I was just trying to use a table with an x and y coord as key, So i guess i'll just 'cast' it to a string.

EDIT
My apologies, tbsp. I just read your comment again along by reading the docs and understand what you were pointing out. It seems lua/pico does accept certain kinds of table key types but as you mentioned, the # sign doesn't count non-1-based indexes.

i guess i have to find another way to iterate over non-1-based indexed tables instead of using 'while #t > 0'.

Thanks anyways tho


hey kozie!

you can definitely use tables as table keys.

objects = {}
obj = {x=1,y=2}
objects[obj] = obj
print(objects[obj].x)

foreach k,v in pairs(objects) do
  print(v.x..','..v.y)
end

Hi impbox.

Thanks for the clarification and the example code. Tho, as you can see, I've found out I can use tables as keys. Only problem I found is that I can't get the table length using the # operator.

I managed to get the count using a custom function, iterating over a table using for and pairs() and incrementing a 'count' variable for each iteration.
This way I can still use a while in combination with the table length being higher than 0.

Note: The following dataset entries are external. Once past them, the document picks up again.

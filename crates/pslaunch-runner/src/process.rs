use pslaunch_utils::LauncherError;

use crate::command_line::CommandLine;

// ============================================================================
// Spawner / ChildProcess - Process launch interface
// ============================================================================

/// A running interpreter process.
///
/// Dropping the value releases every OS handle it holds; it does not kill
/// the process.
pub trait ChildProcess {
    /// OS process ID.
    fn id(&self) -> u32;

    /// Block until the process terminates and return its exit code.
    ///
    /// There is no timeout: the launcher has nothing else to do while the
    /// script runs.
    ///
    /// # Errors
    ///
    /// [`LauncherError::WaitFailed`] if the wait or the exit-code query fails.
    fn wait(&mut self) -> Result<u32, LauncherError>;
}

/// Starts interpreter processes.
pub trait Spawner {
    type Child: ChildProcess;

    /// Start `cmd` as a child process.
    ///
    /// # Errors
    ///
    /// [`LauncherError::LaunchFailed`] carrying the platform error code
    /// captured right after the failed creation call.
    fn spawn(&self, cmd: &CommandLine) -> Result<Self::Child, LauncherError>;
}

/// Spawner built on `std::process::Command`.
///
/// Used on hosts without the Win32 process API. The child inherits the
/// launcher's stdio and environment.
#[derive(Debug, Clone, Copy, Default)]
pub struct StdSpawner;

impl Spawner for StdSpawner {
    type Child = std::process::Child;

    fn spawn(&self, cmd: &CommandLine) -> Result<Self::Child, LauncherError> {
        cmd.to_command()
            .spawn()
            .map_err(|source| LauncherError::LaunchFailed {
                interpreter: cmd.program.clone(),
                source,
            })
    }
}

impl ChildProcess for std::process::Child {
    fn id(&self) -> u32 {
        std::process::Child::id(self)
    }

    fn wait(&mut self) -> Result<u32, LauncherError> {
        let status =
            std::process::Child::wait(self).map_err(|source| LauncherError::WaitFailed { source })?;

        if let Some(code) = status.code() {
            return Ok(code as u32);
        }

        // Killed by a signal: report it the way shells do.
        #[cfg(unix)]
        {
            use std::os::unix::process::ExitStatusExt;
            if let Some(signal) = status.signal() {
                return Ok(128 + signal as u32);
            }
        }

        Err(LauncherError::WaitFailed {
            source: std::io::Error::other(format!("no exit code in status {status}")),
        })
    }
}

#[cfg(test)]
mod tests {
    use super::*;
    use std::path::PathBuf;

    #[test]
    fn test_std_spawner_missing_interpreter() {
        let cmd = CommandLine::new("/nonexistent/pslaunch/pwsh").arg("-NoProfile");

        let err = StdSpawner.spawn(&cmd).unwrap_err();

        match &err {
            LauncherError::LaunchFailed { interpreter, source } => {
                assert_eq!(interpreter, &PathBuf::from("/nonexistent/pslaunch/pwsh"));
                assert_eq!(source.kind(), std::io::ErrorKind::NotFound);
            }
            other => panic!("expected LaunchFailed, got {other:?}"),
        }
        assert_eq!(err.to_exit_code().as_u32(), 2);
    }

    #[cfg(unix)]
    #[test]
    fn test_std_child_exit_code() {
        let cmd = CommandLine::new("/bin/sh").args(["-c", "exit 42"]);

        let mut child = StdSpawner.spawn(&cmd).unwrap();
        assert!(ChildProcess::id(&child) > 0);
        assert_eq!(ChildProcess::wait(&mut child).unwrap(), 42);
    }

    #[cfg(unix)]
    #[test]
    fn test_std_child_killed_by_signal() {
        let cmd = CommandLine::new("/bin/sh").args(["-c", "kill -9 $$"]);

        let mut child = StdSpawner.spawn(&cmd).unwrap();
        assert_eq!(ChildProcess::wait(&mut child).unwrap(), 128 + 9);
    }
}
//! pslaunch binary
//!
//! Minimal entrypoint. All logic is in the library; main.rs only invokes
//! cli::run() and maps its result to the process exit status.

fn main() {
    if let Err(code) = pslaunch::cli::run() {
        std::process::exit(code.as_i32());
    }
}
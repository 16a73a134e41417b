pub mod cmdline;
pub mod config;
pub mod error;
pub mod exit_codes;
pub mod logging;
pub mod quoting;

pub use config::LaunchConfig;
pub use error::{ErrorCategory, LauncherError};
pub use exit_codes::ExitCode;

Well, this is an interesting reading..

u = {['@!#'] = 'qbert', [{}] = 1729, [6.28] = 'tau'}

-- Key matching is basically by value for numbers and strings, but by identity
-- for tables.
a = u['@!#']  -- Now a = 'qbert'.
b = u[{}]     -- We might expect 1729, but it's nil:
-- b = nil since the lookup fails. It fails because the key we used is not the
-- same object as the one used to store the original value. So strings &
-- numbers are more portable keys.d

Source


Yeah, it's also important to note that tables won't get copied automatically.

Example:

A = {}
A[1] = "Hello"
A[2] = "World"
B = A
B[2] = "Mars"
Print(A[2] == "Mars") -- true, because B and A point to the same actual table

If you want to make a copy of a table you can change independently, you need to copy all the values into the new table manually.